• [Goal of the exercise] With the line containing "filename crates/common/src/lib.rs" as the first and the final line of the entries as the last, repeat exactly the lines in that span, including both.
[[ Records for processing, beginning ]]
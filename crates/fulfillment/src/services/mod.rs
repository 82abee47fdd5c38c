//! Collaborator contracts the orchestrator calls, with in-memory implementations.

pub mod catalog;
#[cfg(feature = "kafka")]
pub mod kafka;
pub mod payment;
pub mod publisher;
pub mod users;

pub use catalog::{LedgerProductCatalog, ProductCatalog, ProductView};
#[cfg(feature = "kafka")]
pub use kafka::KafkaEventPublisher;
pub use payment::{ChargeRequest, InMemoryPaymentAuthority, PaymentAuthority};
pub use publisher::{EventPublisher, InMemoryEventPublisher, RewardMessage, topology};
pub use users::{InMemoryUserDirectory, UserDirectory, UserProfile};
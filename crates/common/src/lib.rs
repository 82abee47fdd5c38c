//! Identifier types shared across the order-fulfillment crates.

mod types;

pub use types::{OrderId, ProductId, UserId};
[[ Records for processing, end ]]
• [Result of the exercise]
filename crates/common/src/lib.rs
repository 82abee47fdd5c38c
//! Identifier types shared across the order-fulfillment crates.

mod types;

pub use types::{OrderId, ProductId, UserId};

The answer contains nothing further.